I guess some people can't be bothered to read the manual. This is not a basis for your frame-modifying GUI application. This is a minimalistic sample that began as a solution to a problem a friend of mine proposed, a demo on how to modify the window frame / chrome area in order to have your content protrude into it.
This is not how you build an actual GUI application. The renderer, resource management and compositor are all fused into a single simplified system, along with a very coarse application and window construct. All of the GUI "APIs" are limited only to what is needed to facilitate the mockup with minimal effort and lazily mix with platform API elements. All of this minimizes the amount of code and maximizes the willingness of a user to read through it. To this end, I spent a few hours simplifying the code further.
The sample was built on the 15063 Windows 10 SDK using the latest Visual Studio 2017 and MSVC version. I always make a strong attempt to use the latest language features, but that effort is often hampered by MSVC's ineptitude.
A sample demonstrating how to make your GUI protrude into the non-client area on Windows (down to Vista where DWM was introduced), while preserving user Windows theme settings, doing the bare minimum when handling window behavior.
You can find a short recap on how it works here. This was developed for demonstration purposes at the behest of a friend who brought it up as a curiosity, with minimal time invested being the driving principle meaning the code is quick and dirty. It is licensed under MIT, as Unlicense has issues in certain countries. Enjoy.
- Code that you're supposed to drop into your code (it is for demonstration purposes only).

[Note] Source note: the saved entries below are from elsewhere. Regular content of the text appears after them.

//! # Sort Picker Component
//!
//! Small overlay for choosing the sort key. Opened with Ctrl+S, closes after
//! a choice or on Esc.
//!
//! Follows the persistent state + transient wrapper pattern:
//! - `SortPickerState` lives in `TuiState` while the overlay is open
//! - `SortPicker` is created each frame with borrowed state

use ratatui::Frame;
use ratatui::layout::{Alignment, Constraint, Layout, Rect};
use ratatui::style::{Color, Modifier, Style};
use ratatui::text::{Line, Span};
use ratatui::widgets::{Block, Borders, Clear, List, ListItem, ListState, Padding};

use crate::core::criteria::SortBy;
use crate::tui::component::{Component, EventHandler};
use crate::tui::event::TuiEvent;

/// Persistent state for the sort picker overlay.
pub struct SortPickerState {
    pub selected: usize,
    pub list_state: ListState,
}

impl SortPickerState {
    /// Opens with the active key highlighted.
    pub fn new(current: SortBy) -> Self {
        let selected = SortBy::ALL.iter().position(|s| *s == current).unwrap_or(0);
        Self {
            selected,
            list_state: ListState::default().with_selected(Some(selected)),
        }
    }
}

/// Events emitted by the sort picker.
#[derive(Debug, PartialEq, Eq)]
pub enum SortPickerEvent {
    Select(SortBy),
    Dismiss,
}

impl EventHandler for SortPickerState {
    type Event = SortPickerEvent;

    fn handle_event(&mut self, event: &TuiEvent) -> Option<SortPickerEvent> {
        match event {
            TuiEvent::Escape | TuiEvent::OpenSortPicker => Some(SortPickerEvent::Dismiss),
            TuiEvent::CursorUp => {
                self.selected = self.selected.saturating_sub(1);
                self.list_state.select(Some(self.selected));
                None
            }
            TuiEvent::CursorDown => {
                self.selected = (self.selected + 1).min(SortBy::ALL.len() - 1);
                self.list_state.select(Some(self.selected));
                None
            }
            TuiEvent::Submit => SortBy::ALL
                .get(self.selected)
                .map(|sort_by| SortPickerEvent::Select(*sort_by)),
            _ => None,
        }
    }
}

/// Transient render wrapper for the sort picker overlay.
pub struct SortPicker<'a> {
    state: &'a mut SortPickerState,
    current: SortBy,
}

impl<'a> SortPicker<'a> {
    pub fn new(state: &'a mut SortPickerState, current: SortBy) -> Self {
        Self { state, current }
    }
}

impl Component for SortPicker<'_> {
    fn render(&mut self, frame: &mut Frame, area: Rect) {
        let overlay = centered_rect(40, 7, area);

        // Clear underlying content
        frame.render_widget(Clear, overlay);

        let block = Block::default()
            .borders(Borders::ALL)
            .border_style(Style::default().fg(Color::DarkGray))
            .title(" Sort by ")
            .title_alignment(Alignment::Left)
            .title_bottom(Line::from(" Enter Select  Esc Back ").centered())
            .padding(Padding::horizontal(1));

        let items: Vec<ListItem> = SortBy::ALL
            .iter()
            .enumerate()
            .map(|(i, sort_by)| {
                let is_active = *sort_by == self.current;
                let style = if i == self.state.selected {
                    Style::default()
                        .fg(Color::White)
                        .add_modifier(Modifier::BOLD | Modifier::REVERSED)
                } else if is_active {
                    Style::default().fg(Color::Cyan)
                } else {
                    Style::default().fg(Color::Gray)
                };
                let marker = if is_active { " *" } else { "" };
                ListItem::new(Line::from(vec![
                    Span::styled(sort_by.description(), style),
                    Span::styled(marker, style),
                ]))
            })
            .collect();

        let list = List::new(items).block(block);
        frame.render_stateful_widget(list, overlay, &mut self.state.list_state);
    }
}

/// A `width` x `height` rect centered in `outer`, clipped to fit.
fn centered_rect(width: u16, height: u16, outer: Rect) -> Rect {
    let [_, center_v, _] = Layout::vertical([
        Constraint::Fill(1),
        Constraint::Length(height.min(outer.height)),
        Constraint::Fill(1),
    ])
    .areas(outer);
    let [_, center, _] = Layout::horizontal([
        Constraint::Fill(1),
        Constraint::Length(width.min(outer.width)),
        Constraint::Fill(1),
    ])
    .areas(center_v);
    center
}

#[cfg(test)]
mod tests {
    use super::*;
    use ratatui::Terminal;
    use ratatui::backend::TestBackend;

    #[test]
    fn test_opens_on_current_key() {
        let state = SortPickerState::new(SortBy::Area);
        assert_eq!(state.selected, 2);
    }

    #[test]
    fn test_navigation_is_clamped() {
        let mut state = SortPickerState::new(SortBy::Name);
        assert_eq!(state.handle_event(&TuiEvent::CursorUp), None);
        assert_eq!(state.selected, 0);
        for _ in 0..5 {
            state.handle_event(&TuiEvent::CursorDown);
        }
        assert_eq!(state.selected, 2);
        assert_eq!(
            state.handle_event(&TuiEvent::Submit),
            Some(SortPickerEvent::Select(SortBy::Area))
        );
    }

    #[test]
    fn test_escape_dismisses() {
        let mut state = SortPickerState::new(SortBy::Population);
        assert_eq!(
            state.handle_event(&TuiEvent::Escape),
            Some(SortPickerEvent::Dismiss)
        );
    }

    #[test]
    fn test_renders_options() {
        let backend = TestBackend::new(60, 12);
        let mut terminal = Terminal::new(backend).unwrap();
        let mut state = SortPickerState::new(SortBy::Population);

        terminal
            .draw(|f| {
                SortPicker::new(&mut state, SortBy::Population).render(f, f.area());
            })
            .unwrap();

        let text: String = terminal
            .backend()
            .buffer()
            .content()
            .iter()
            .map(|c| c.symbol())
            .collect();
        assert!(text.contains("Name (A-Z)"));
        assert!(text.contains("Population (High to Low) *"));
        assert!(text.contains("Area (High to Low)"));
    }
}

- Building a framework you can use for your applications.
- Implementing any logic behind the pretty face of it, mockup is just to show the potential.
This approach is heavily undocumented, especially as it pertains to preserving the style and behavior of an ordinary window. There is also a lot of misunderstanding in the community on how to go about doing these feats, especially as they were made popular by the distinct visual style of browsers like Mozilla Firefox (which redraws it personally) and Google Chrome which place their tabs into the window frame, along with some less obvious examples like Ribbon UI based interfaces (Windows/File Explorer).